Growing up in such a large family, LaMar and her sister grew up learning responsibility – they were like a “second mommy” to the young foster kids – and “how to help out because our family is so large and so crazy,” she explained laughing.
“We constantly have foster kids in our home. They are like my own children. And I love my foster siblings,” she added.
“That definitely made an impact on how my sister and I have grown up. We’re responsible and mature because of what we’ve learned through the years” from that experience, she said.
Her sister has been a constant inspiration and a role model throughout her years in high school.
“She was the stellar athlete (at East Union). She got athletic scholarships (that’s how she ended up on the Rocklin college campus), and I grew up almost in her shadow achieving all this greatness. She definitely was a role model. At times it was discouraging because she won everything, but at the same time, it was inspiring,” LaMar said, referring to her valedictorian status plus the scholarships and awards she has thus far received.
Sibling motivation, hard work, and achievement
“Because of her being so great, it motivated me. I want to be something. I couldn’t be as great as her in sports so I decided to do something. I gave my everything into academics, and because of that drive and motivation, it propelled me to where I am today,” LaMar said, talking about how she ended up as the class valedictorian.

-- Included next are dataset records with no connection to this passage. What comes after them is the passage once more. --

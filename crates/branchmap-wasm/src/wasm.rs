#![forbid(unsafe_code)]

//! `wasm-bindgen` exports for the BranchmapRunner.
//!
//! This module wraps [`branchmap_web::OverlayRunner`] with JS-friendly types.
//! Only compiled on `wasm32` targets.

use branchmap_core::Size;
use branchmap_web::OverlayRunner;
use js_sys::{Array, Object, Reflect};
use serde::Serialize;
use wasm_bindgen::JsCast;
use wasm_bindgen::prelude::*;

use crate::resize_edges_from_handle;

fn console_error(msg: &str) {
    let global = js_sys::global();
    let Ok(console) = Reflect::get(&global, &"console".into()) else {
        return;
    };
    let Ok(error) = Reflect::get(&console, &"error".into()) else {
        return;
    };
    let Ok(error_fn) = error.dyn_into::<js_sys::Function>() else {
        return;
    };
    let _ = error_fn.call1(&console, &JsValue::from_str(msg));
}

fn install_panic_hook() {
    use std::sync::Once;

    static ONCE: Once = Once::new();
    ONCE.call_once(|| {
        std::panic::set_hook(Box::new(|info| {
            let msg = if let Some(loc) = info.location() {
                format!(
                    "panic at {}:{}:{}: {info}",
                    loc.file(),
                    loc.line(),
                    loc.column()
                )
            } else {
                format!("panic: {info}")
            };
            console_error(&msg);
        }));
    });
}

fn set_js(obj: &Object, key: &str, value: JsValue) {
    let _ = Reflect::set(obj, &JsValue::from_str(key), &value);
}

fn json_to_js(json: &str) -> JsValue {
    js_sys::JSON::parse(json).unwrap_or(JsValue::NULL)
}

fn serialize_to_js<T: Serialize + ?Sized>(value: &T) -> JsValue {
    serde_json::to_string(value).map_or(JsValue::NULL, |json| json_to_js(&json))
}

/// WASM runner for the branchmap overlay.
///
/// Host-driven: the content script calls `step` whenever `nextDeadline` passes
/// or something happened on the page, and performs the commands it drains.
#[wasm_bindgen]
pub struct BranchmapRunner {
    inner: OverlayRunner,
}

#[wasm_bindgen(start)]
pub fn wasm_start() {
    install_panic_hook();
}

#[wasm_bindgen]
impl BranchmapRunner {
    /// Create a runner.
    ///
    /// `config` is tracker configuration JSON (empty for defaults), `snapshot`
    /// the current page snapshot JSON, and `state` what `exportState` returned
    /// earlier, if anything.
    #[wasm_bindgen(constructor)]
    pub fn new(
        config: &str,
        snapshot: &str,
        state: Option<String>,
        width: f64,
        height: f64,
    ) -> Result<BranchmapRunner, JsError> {
        install_panic_hook();
        let inner =
            OverlayRunner::from_json(config, snapshot, state.as_deref(), Size::new(width, height))?;
        Ok(Self { inner })
    }

    /// Arm the startup delay and background timers. Call exactly once.
    pub fn init(&mut self) {
        self.inner.init();
    }

    /// Advance deterministic clock by `dt_ms` milliseconds.
    #[wasm_bindgen(js_name = advanceTime)]
    pub fn advance_time(&mut self, dt_ms: f64) {
        self.inner.advance_time_ms(dt_ms);
    }

    /// Set deterministic clock to an absolute millisecond timestamp.
    #[wasm_bindgen(js_name = setTime)]
    pub fn set_time(&mut self, ts_ms: f64) {
        self.inner.set_time_ms(ts_ms);
    }

    /// Replace the page snapshot. Returns `false` if it did not parse.
    #[wasm_bindgen(js_name = pushSnapshot)]
    pub fn push_snapshot(&mut self, json: &str) -> bool {
        self.inner.push_snapshot_json(json)
    }

    /// Report a mutation hint (`user_turn_added`, `indicator_added`,
    /// `nav_control_toggled`, `other`). Returns `true` if it queued a pass.
    #[wasm_bindgen(js_name = notifyMutation)]
    pub fn notify_mutation(&mut self, hint: &str) -> bool {
        self.inner.notify_mutation(hint)
    }

    /// Ask for a pass right away.
    pub fn refresh(&mut self) {
        self.inner.refresh();
    }

    /// Forward an observed response body. Returns the number of events used.
    #[wasm_bindgen(js_name = ingestResponse)]
    pub fn ingest_response(&mut self, url: &str, body: &str) -> u32 {
        u32::try_from(self.inner.ingest_response(url, body)).unwrap_or(u32::MAX)
    }

    /// Run everything due now.
    ///
    /// Returns `{ now_ms, pass, navigation, commands, next_deadline_ms }`.
    pub fn step(&mut self) -> JsValue {
        serialize_to_js(&self.inner.step())
    }

    /// Milliseconds timestamp of the next due work, or `null`.
    #[wasm_bindgen(js_name = nextDeadline)]
    pub fn next_deadline(&self) -> Option<f64> {
        self.inner
            .session()
            .next_deadline()
            .map(|d| d.as_secs_f64() * 1000.0)
    }

    /// Click at a canvas point. Returns the resulting action or `null`.
    pub fn click(&mut self, x: f64, y: f64) -> JsValue {
        self.inner
            .click(x, y)
            .map_or(JsValue::NULL, |action| serialize_to_js(&action))
    }

    /// Click a node by id. Returns the resulting action or `null`.
    #[wasm_bindgen(js_name = clickNode)]
    pub fn click_node(&mut self, id: &str) -> JsValue {
        self.inner
            .click_node(id)
            .map_or(JsValue::NULL, |action| serialize_to_js(&action))
    }

    pub fn hover(&mut self, x: f64, y: f64) {
        self.inner.hover(x, y);
    }

    pub fn leave(&mut self) {
        self.inner.leave();
    }

    /// Visible tooltip as `{ node, text }`, or `null`.
    pub fn tooltip(&self) -> JsValue {
        let Some((node, text)) = self.inner.tooltip() else {
            return JsValue::NULL;
        };
        let obj = Object::new();
        set_js(&obj, "node", JsValue::from_str(node));
        set_js(&obj, "text", JsValue::from_str(text));
        obj.into()
    }

    /// Pointer pressed on the overlay header.
    #[wasm_bindgen(js_name = pointerDownHeader)]
    pub fn pointer_down_header(&mut self, x: f64, y: f64) {
        self.inner.pointer_down_header(x, y);
    }

    /// Pointer pressed on a resize handle (`"n"`, `"se"`, ...).
    ///
    /// Returns `false` for an unknown handle.
    #[wasm_bindgen(js_name = pointerDownHandle)]
    pub fn pointer_down_handle(&mut self, handle: &str, x: f64, y: f64) -> bool {
        resize_edges_from_handle(handle)
            .is_some_and(|edges| self.inner.pointer_down_edge(edges.bits(), x, y))
    }

    #[wasm_bindgen(js_name = pointerMove)]
    pub fn pointer_move(&mut self, x: f64, y: f64) {
        self.inner.pointer_move(x, y);
    }

    #[wasm_bindgen(js_name = pointerUp)]
    pub fn pointer_up(&mut self) {
        self.inner.pointer_up();
    }

    /// Show or hide the overlay. Returns the new visibility.
    pub fn toggle(&mut self) -> bool {
        self.inner.toggle()
    }

    #[wasm_bindgen(js_name = isVisible)]
    pub fn is_visible(&self) -> bool {
        self.inner.is_visible()
    }

    #[wasm_bindgen(js_name = resizeViewport)]
    pub fn resize_viewport(&mut self, width: f64, height: f64) {
        self.inner.resize_viewport(width, height);
    }

    /// Overlay `{ x, y, width, height }` in viewport pixels.
    pub fn geometry(&self) -> JsValue {
        serialize_to_js(&self.inner.geometry())
    }

    /// Drain queued host commands. Returns `Array<object>`.
    #[wasm_bindgen(js_name = takeCommands)]
    pub fn take_commands(&mut self) -> Array {
        let arr = Array::new();
        for command in self.inner.take_commands() {
            arr.push(&serialize_to_js(&command));
        }
        arr
    }

    /// Current scene as a plain object.
    pub fn scene(&self) -> JsValue {
        serialize_to_js(self.inner.scene())
    }

    /// Current scene as an `<svg>` string.
    #[wasm_bindgen(js_name = sceneSvg)]
    pub fn scene_svg(&self) -> String {
        self.inner.scene_svg()
    }

    /// Persisted state as a JSON string, for `localStorage` or similar.
    #[wasm_bindgen(js_name = exportState)]
    pub fn export_state(&self) -> Result<String, JsError> {
        Ok(self.inner.export_state_json()?)
    }
}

“I tell people, it’s weird to know that I’m valedictorian because although I’m academically bright, I’m not one of those people (to whom) school comes automatically to. There’s a lot of people that are smart and don’t have to try for it; they grasp it very easily. Even though sometimes I do that, I put forth effort. I have to work my butt off in order to become valedictorian. It’s not something that was handed to me. I’m smart but I’m not the smartest person out there in the world,” LaMar said candidly.
Growing up with her sister and with many foster kids at home also taught her two important lessons in life: to “excel in your own way” and to share what you have with other people.
“Everything in my house is shared – my parents, time, toys, our lives as a whole,” she said.
All of those family values translated into achievements at school. She is graduating with a GPA of 4.413 and, at the end of the school year, will have completed 12 out of the maximum 13 AP (Advanced Placement) classes available.
Although she never outshone her sister’s athletic achievements in high school, LaMar played Varsity golf for four years and is a Varsity swimmer. She was also a member of East Union’s Bella Choir, an all-women’s advanced choir during her junior year, was a member for four years of the California Scholastic Federation and Fellowship of Christian Athletes, and was in the Aquatics Club.
LaMar is the recipient of the Marvin Arnold and Irene Jacquette Heye scholarship award of $5,000.
She explained, “This scholarship is $5,000 this upcoming year because of scholarships I have already received. The entire scholarship covers the difference in tuition after grants for all four years I will be attending Cal Poly, so in essence, my tuition is completely covered.”
In addition to that monetary award, she also received scholarships from the following: the Elks National Foundation ($1,600), CIF A. Dale Lackey ($1,000), Comcast Leaders and Achievers ($1,000), Manteca Federated Women’s Club ($500), Manteca Children’s Foundation ($400), and Daughters of the American Revolution Good Citizen award ($150).